It’s so easy to go through your daily routine, be consumed by the amount of work you need to accomplish, keep your head down and work until the day is done. At least it is for me.
My whole life I’ve been a natural people person. I love interacting with other people, I have a pretty compassionate heart and relationships are of high importance to me. But lately at work, I’ve been so busy and so worried about getting my tasks completed, I’ve lost sight of this.
Walking Daily with the Lord
A couple of months ago, one of my friends shared a Matt Chandler video in which he described how he lives his daily life in tune with the Father. It was a beautiful picture of how someone walks with the Lord day in and day out, and it challenged me to think about ways in which I could have a kingdom mindset on a day to day basis (I’ll embed the video below).
One of the things he suggests in this video is praying through your schedule on your way to work. If you know you have some meetings or an appointment on the calendar that day, you could be praying over each item and asking the Lord to use it, to work through you, to give you strength where strength is needed, humility where humility is needed, and so on.
Usually I listen to podcasts on my way to work. But I only have about a seven-minute commute, so I decided I’d start praying each day on my way to work instead. Seven minutes isn’t so long that my mind would wander too much, so I thought it was something I could handle and it would be a good way to start my day.

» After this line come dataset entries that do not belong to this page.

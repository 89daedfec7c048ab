//! `volunteers` binary against an unreachable directory service.
//!
//! Every run points at a closed port, so the CLI exercises the cache and
//! sample-data fallbacks with an isolated cache directory.
//!
//! ## Exit Codes
//! - 0: Success
//! - 1: Failure
//! - 2: Configuration error

use std::path::Path;

use anyhow::Result;
use predicates::prelude::*;
use serde_json::Value as JsonValue;
use tempfile::TempDir;

const UNREACHABLE_API: &str = "http://127.0.0.1:9/api";

/// `volunteers` with an isolated config path and cache directory.
fn volunteers(home: &Path) -> Result<assert_cmd::Command> {
    let mut cmd = assert_cmd::Command::cargo_bin("volunteers")?;
    cmd.env("VOLUNTEER_DIRECTORY_CONFIG", home.join("missing-config.toml"));
    cmd.env_remove("RUST_LOG");
    cmd.args([
        "--api-url",
        UNREACHABLE_API,
        "--timeout-ms",
        "2000",
        "--cache-dir",
    ]);
    cmd.arg(home.join("cache"));
    Ok(cmd)
}

fn json_stdout(output: &std::process::Output) -> Result<JsonValue> {
    Ok(serde_json::from_slice(&output.stdout)?)
}

#[test]
fn list_seeds_sample_data_when_nothing_is_reachable() -> Result<()> {
    let home = TempDir::new()?;
    volunteers(home.path())?
        .arg("list")
        .assert()
        .success()
        .stdout(predicate::str::contains("Showing 8 of 8 volunteers"))
        .stdout(predicate::str::contains("Rajesh Kumar"))
        .stdout(predicate::str::contains("Loaded 8 volunteers from sample data"));

    assert!(home.path().join("cache").join("volunteers.json").exists());
    Ok(())
}

#[test]
fn second_run_reads_the_cache() -> Result<()> {
    let home = TempDir::new()?;
    volunteers(home.path())?.arg("list").assert().success();

    volunteers(home.path())?
        .args(["list", "--view", "list"])
        .assert()
        .success()
        .stdout(predicate::str::contains("AAK No"))
        .stdout(predicate::str::contains("Loaded 8 volunteers from local cache"));
    Ok(())
}

#[test]
fn json_list_applies_search_and_category() -> Result<()> {
    let home = TempDir::new()?;
    let output = volunteers(home.path())?
        .args(["--json", "list", "--search", "mumbai", "--category", "AAK1007"])
        .output()?;
    assert!(output.status.success());

    let json = json_stdout(&output)?;
    assert_eq!(json["source"], "sample data");
    assert_eq!(json["total"], 8);
    assert_eq!(json["shown"], 1);
    assert_eq!(json["records"][0]["_id"], "mock_7");
    assert_eq!(json["records"][0]["aakNo"], "AAK1007");
    Ok(())
}

#[test]
fn empty_search_result_shows_empty_state() -> Result<()> {
    let home = TempDir::new()?;
    volunteers(home.path())?
        .args(["list", "--search", "no-such-volunteer"])
        .assert()
        .success()
        .stdout(predicate::str::contains("0 results found"))
        .stdout(predicate::str::contains("No volunteers found"));
    Ok(())
}

#[test]
fn show_prints_id_card_or_fails_for_unknown_id() -> Result<()> {
    let home = TempDir::new()?;
    volunteers(home.path())?
        .args(["show", "mock_2"])
        .assert()
        .success()
        .stdout(predicate::str::contains("VOLUNTEER ID CARD"))
        .stdout(predicate::str::contains("Priya Sharma"));

    volunteers(home.path())?
        .args(["show", "ghost"])
        .assert()
        .code(1)
        .stderr(predicate::str::contains("Volunteer ghost not found"));
    Ok(())
}

#[test]
fn add_saves_locally_and_persists_across_runs() -> Result<()> {
    let home = TempDir::new()?;
    volunteers(home.path())?
        .args([
            "add",
            "--name",
            "Ravi Kumar",
            "--code",
            "AAK2001",
            "--mobile",
            "9000000001",
            "--address",
            "Nagpur, Maharashtra",
        ])
        .assert()
        .success()
        .stdout(predicate::str::contains("Volunteer Ravi Kumar added successfully!"))
        .stdout(predicate::str::contains("saved locally"))
        .stderr(predicate::str::contains("Saved locally: remote directory unavailable"));

    let output = volunteers(home.path())?
        .args(["--json", "list"])
        .output()?;
    let json = json_stdout(&output)?;
    assert_eq!(json["source"], "local cache");
    assert_eq!(json["total"], 9);
    assert_eq!(json["records"][0]["name"], "Ravi Kumar");
    assert_eq!(json["records"][0]["uniqueId"], 1009);
    Ok(())
}

#[test]
fn add_with_blank_name_fails() -> Result<()> {
    let home = TempDir::new()?;
    volunteers(home.path())?
        .args([
            "add", "--name", " ", "--code", "AAK2001", "--mobile", "1", "--address", "x",
        ])
        .assert()
        .code(1)
        .stderr(predicate::str::contains("name is required"));
    Ok(())
}

#[test]
fn delete_with_yes_removes_the_record() -> Result<()> {
    let home = TempDir::new()?;
    volunteers(home.path())?
        .args(["delete", "mock_1", "--yes"])
        .assert()
        .success()
        .stdout(predicate::str::contains("Volunteer deleted successfully"));

    volunteers(home.path())?
        .arg("categories")
        .assert()
        .success()
        .stdout(predicate::str::contains("AAK1002"))
        .stdout(predicate::str::contains("AAK1001").not());
    Ok(())
}

#[test]
fn declined_delete_keeps_the_record() -> Result<()> {
    let home = TempDir::new()?;
    volunteers(home.path())?
        .args(["delete", "mock_3"])
        .write_stdin("n\n")
        .assert()
        .success()
        .stdout(predicate::str::contains("Delete volunteer Amit Patel"))
        .stdout(predicate::str::contains("Delete cancelled"));

    volunteers(home.path())?
        .args(["show", "mock_3"])
        .assert()
        .success();
    Ok(())
}

#[test]
fn health_reports_unreachable_service() -> Result<()> {
    let home = TempDir::new()?;
    volunteers(home.path())?
        .arg("health")
        .assert()
        .code(1)
        .stdout(predicate::str::contains("Directory service unreachable"));
    Ok(())
}

#[test]
fn list_runs_when_cache_dir_is_unusable() -> Result<()> {
    let home = TempDir::new()?;
    let blocker = home.path().join("blocker");
    std::fs::write(&blocker, "not a directory")?;

    let mut cmd = assert_cmd::Command::cargo_bin("volunteers")?;
    cmd.env("VOLUNTEER_DIRECTORY_CONFIG", home.path().join("missing-config.toml"))
        .env_remove("RUST_LOG")
        .args(["--api-url", UNREACHABLE_API, "--timeout-ms", "2000", "--cache-dir"])
        .arg(blocker.join("cache"))
        .arg("list")
        .assert()
        .success()
        .stdout(predicate::str::contains("Loaded 8 volunteers from sample data"))
        .stderr(predicate::str::contains("Local cache unavailable"));
    Ok(())
}

#[test]
fn invalid_config_exits_with_config_error() -> Result<()> {
    let home = TempDir::new()?;
    let config = home.path().join("bad.toml");
    std::fs::write(&config, "timeout_ms = 0\n")?;

    let mut cmd = assert_cmd::Command::cargo_bin("volunteers")?;
    cmd.args(["--config"])
        .arg(&config)
        .arg("list")
        .assert()
        .code(2)
        .stderr(predicate::str::contains("Configuration error"));
    Ok(())
}

#[test]
fn shell_runs_scripted_session() -> Result<()> {
    let home = TempDir::new()?;
    volunteers(home.path())?
        .arg("shell")
        .write_stdin("view list\nsearch priya\nopen mock_2\nquit\n")
        .assert()
        .success()
        .stdout(predicate::str::contains("Loaded 8 volunteers from sample data"))
        .stdout(predicate::str::contains("Showing 1 of 8 volunteers for \"priya\""))
        .stdout(predicate::str::contains("VOLUNTEER ID CARD"));
    Ok(())
}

The very first day I’m praying on my way to work, I’m thinking of all the things I need to accomplish, and I felt God lovingly tell me this phrase, “Kirsten just remember, people are more important than projects.” He showed me the ways I had been putting my projects ahead of the people I work with. I had been short with people, I had been hoping they wouldn’t engage with me, I found myself being mostly bothered by other people instead of encouraged by them.
Every day since then, I’ve been asking my Father to remind me that people, his children, are more important than the projects I’m working on. If someone comes to my desk to ask a question, voice a concern, or even just to talk about life, as a Christian this is my opportunity to show people the love of Christ.
Instead of wishing for that time to pass more quickly so I can get back on track with my projects, I started saying a very short prayer each time it happened. I shifted my focus to heavenly things and asked God to help me use this time to glorify him. I’d ask him to take the focus off my selfish priorities and engage with the human being who is trying to connect with me. I’d just say once in my head, “people are more important than projects,” and then dive all in, fully present to the conversation.
I feel ashamed admitting how obsessed I had become with accomplishing my to-do list. As you know, I received a promotion somewhat recently and perhaps the added pressure of performing well in that roll contributed to me wanting to get my projects done effectively and efficiently. But I wasn’t building any relationships, and I wasn’t showing any compassion, let alone the love of God.
The Risk of Putting Projects Before People
It’s been almost two months since the phrase ‘people are more important than projects’ came to my mind, but I’ve prayed it on my way to work every day since. And my perspective has totally changed. I’ll never stop being an achiever and striving to complete my to do list each day, but God is showing me every day what I might be missing out on if I keep my head down and avoid interacting with people.
I’d have missed the fact that one of my coworkers was battling cancer, that another one was having pretty serious surgery and was nervous about it. I’d have missed an opportunity to pass along a gift and watch a video of someone’s kid.
And perhaps the sweetest of experiences I’d have missed was the opportunity to coordinate a gift to a colleague who recently lost his wife. In the height of a busy week our office found out his wife had passed away, so I organized a collection to purchase a gift and make a donation to a charity his family had selected. The time I spent out purchasing the gift might normally have caused me to think of all the work I was delaying, but instead, God showed me how crucial it is to have these relationships. He reminded me how temporary this project, this job, and this life truly is.
This gentleman dropped off a thank you note just two days after, and I’ll never forget how grateful he was for our gift. Not that I expected anything from him, especially in the midst of such a tragic event, but his actions were affirmation I had the proper perspective of life in the midst of a busy work week.
Jesus and Your Job
The idea of incorporating Jesus and your faith into your job is of high importance to me. As Christians, we all too often speak of doing the work of the kingdom, but then find an entire day has gone by without a single thought to how our actions might have moved the heart of other people or our Father.
I’ve considered focusing more on this topic and offering encouragement and practical ideas to other Christians about how we can orient our lives and our careers around the love of God on a daily basis. So what do you think? Is this a topic I should spend more time writing about?